— Work instruction —
Set down the records that follow exactly and completely.

Stored data:
━━━━
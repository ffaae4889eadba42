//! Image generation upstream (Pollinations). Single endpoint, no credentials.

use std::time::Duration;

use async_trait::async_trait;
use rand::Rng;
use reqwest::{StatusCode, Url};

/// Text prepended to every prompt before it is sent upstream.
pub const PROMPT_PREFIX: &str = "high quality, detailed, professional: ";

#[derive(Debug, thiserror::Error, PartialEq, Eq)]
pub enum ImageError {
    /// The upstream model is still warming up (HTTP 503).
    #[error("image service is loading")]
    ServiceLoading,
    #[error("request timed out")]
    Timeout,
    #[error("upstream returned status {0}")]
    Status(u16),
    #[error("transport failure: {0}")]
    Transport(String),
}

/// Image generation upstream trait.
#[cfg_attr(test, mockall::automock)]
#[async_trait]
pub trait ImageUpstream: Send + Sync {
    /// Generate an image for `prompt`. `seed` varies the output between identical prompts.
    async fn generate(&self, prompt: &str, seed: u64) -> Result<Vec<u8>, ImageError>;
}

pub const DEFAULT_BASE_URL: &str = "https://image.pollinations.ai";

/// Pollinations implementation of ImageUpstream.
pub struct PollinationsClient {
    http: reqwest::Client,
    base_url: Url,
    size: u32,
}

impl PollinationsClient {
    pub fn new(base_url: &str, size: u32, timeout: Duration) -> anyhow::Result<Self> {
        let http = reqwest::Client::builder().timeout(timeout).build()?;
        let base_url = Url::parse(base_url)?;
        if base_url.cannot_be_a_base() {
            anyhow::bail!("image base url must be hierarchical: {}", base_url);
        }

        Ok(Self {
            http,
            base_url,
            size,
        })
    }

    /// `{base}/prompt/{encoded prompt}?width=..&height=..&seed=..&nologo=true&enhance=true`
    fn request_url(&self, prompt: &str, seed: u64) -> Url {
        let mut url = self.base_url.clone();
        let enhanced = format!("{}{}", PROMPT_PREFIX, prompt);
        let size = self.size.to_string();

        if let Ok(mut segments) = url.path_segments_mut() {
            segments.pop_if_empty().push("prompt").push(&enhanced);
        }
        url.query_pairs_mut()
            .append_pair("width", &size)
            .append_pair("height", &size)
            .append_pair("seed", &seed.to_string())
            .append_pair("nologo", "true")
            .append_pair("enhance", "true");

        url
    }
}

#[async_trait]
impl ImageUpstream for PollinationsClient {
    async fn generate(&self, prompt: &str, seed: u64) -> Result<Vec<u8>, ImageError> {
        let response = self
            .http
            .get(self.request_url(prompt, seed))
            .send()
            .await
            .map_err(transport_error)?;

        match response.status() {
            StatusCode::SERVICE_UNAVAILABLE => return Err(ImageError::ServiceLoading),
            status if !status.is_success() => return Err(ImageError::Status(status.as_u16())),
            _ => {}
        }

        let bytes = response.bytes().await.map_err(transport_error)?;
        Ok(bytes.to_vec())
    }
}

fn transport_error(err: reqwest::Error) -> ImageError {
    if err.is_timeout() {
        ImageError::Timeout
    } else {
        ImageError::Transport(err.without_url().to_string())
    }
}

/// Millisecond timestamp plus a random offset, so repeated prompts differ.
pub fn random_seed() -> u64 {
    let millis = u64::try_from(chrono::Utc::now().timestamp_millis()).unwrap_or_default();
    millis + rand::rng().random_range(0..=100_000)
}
━━━━
— Answer for the task —
repository ffaae4889eadba42
//! Image generation upstream (Pollinations). Single endpoint, no credentials.

use std::time::Duration;

use async_trait::async_trait;
use rand::Rng;
use reqwest::{StatusCode, Url};

/// Text prepended to every prompt before it is sent upstream.
pub const PROMPT_PREFIX: &str = "high quality, detailed, professional: ";

#[derive(Debug, thiserror::Error, PartialEq, Eq)]
pub enum ImageError {
    /// The upstream model is still warming up (HTTP 503).
    #[error("image service is loading")]
    ServiceLoading,
    #[error("request timed out")]
    Timeout,
    #[error("upstream returned status {0}")]
    Status(u16),
    #[error("transport failure: {0}")]
    Transport(String),
}

/// Image generation upstream trait.
#[cfg_attr(test, mockall::automock)]
#[async_trait]
pub trait ImageUpstream: Send + Sync {
    /// Generate an image for `prompt`. `seed` varies the output between identical prompts.
    async fn generate(&self, prompt: &str, seed: u64) -> Result<Vec<u8>, ImageError>;
}

pub const DEFAULT_BASE_URL: &str = "https://image.pollinations.ai";

/// Pollinations implementation of ImageUpstream.
pub struct PollinationsClient {
    http: reqwest::Client,
    base_url: Url,
    size: u32,
}

impl PollinationsClient {
    pub fn new(base_url: &str, size: u32, timeout: Duration) -> anyhow::Result<Self> {
        let http = reqwest::Client::builder().timeout(timeout).build()?;
        let base_url = Url::parse(base_url)?;
        if base_url.cannot_be_a_base() {
            anyhow::bail!("image base url must be hierarchical: {}", base_url);
        }

        Ok(Self {
            http,
            base_url,
            size,
        })
    }

    /// `{base}/prompt/{encoded prompt}?width=..&height=..&seed=..&nologo=true&enhance=true`
    fn request_url(&self, prompt: &str, seed: u64) -> Url {
        let mut url = self.base_url.clone();
        let enhanced = format!("{}{}", PROMPT_PREFIX, prompt);
        let size = self.size.to_string();

        if let Ok(mut segments) = url.path_segments_mut() {
            segments.pop_if_empty().push("prompt").push(&enhanced);
        }
        url.query_pairs_mut()
            .append_pair("width", &size)
            .append_pair("height", &size)
            .append_pair("seed", &seed.to_string())
            .append_pair("nologo", "true")
            .append_pair("enhance", "true");

        url
    }
}

#[async_trait]
impl ImageUpstream for PollinationsClient {
    async fn generate(&self, prompt: &str, seed: u64) -> Result<Vec<u8>, ImageError> {
        let response = self
            .http
            .get(self.request_url(prompt, seed))
            .send()
            .await
            .map_err(transport_error)?;

        match response.status() {
            StatusCode::SERVICE_UNAVAILABLE => return Err(ImageError::ServiceLoading),
            status if !status.is_success() => return Err(ImageError::Status(status.as_u16())),
            _ => {}
        }

        let bytes = response.bytes().await.map_err(transport_error)?;
        Ok(bytes.to_vec())
    }
}

fn transport_error(err: reqwest::Error) -> ImageError {
    if err.is_timeout() {
        ImageError::Timeout
    } else {
        ImageError::Transport(err.without_url().to_string())
    }
}

/// Millisecond timestamp plus a random offset, so repeated prompts differ.
pub fn random_seed() -> u64 {
    let millis = u64::try_from(chrono::Utc::now().timestamp_millis()).unwrap_or_default();
    millis + rand::rng().random_range(0..=100_000)
}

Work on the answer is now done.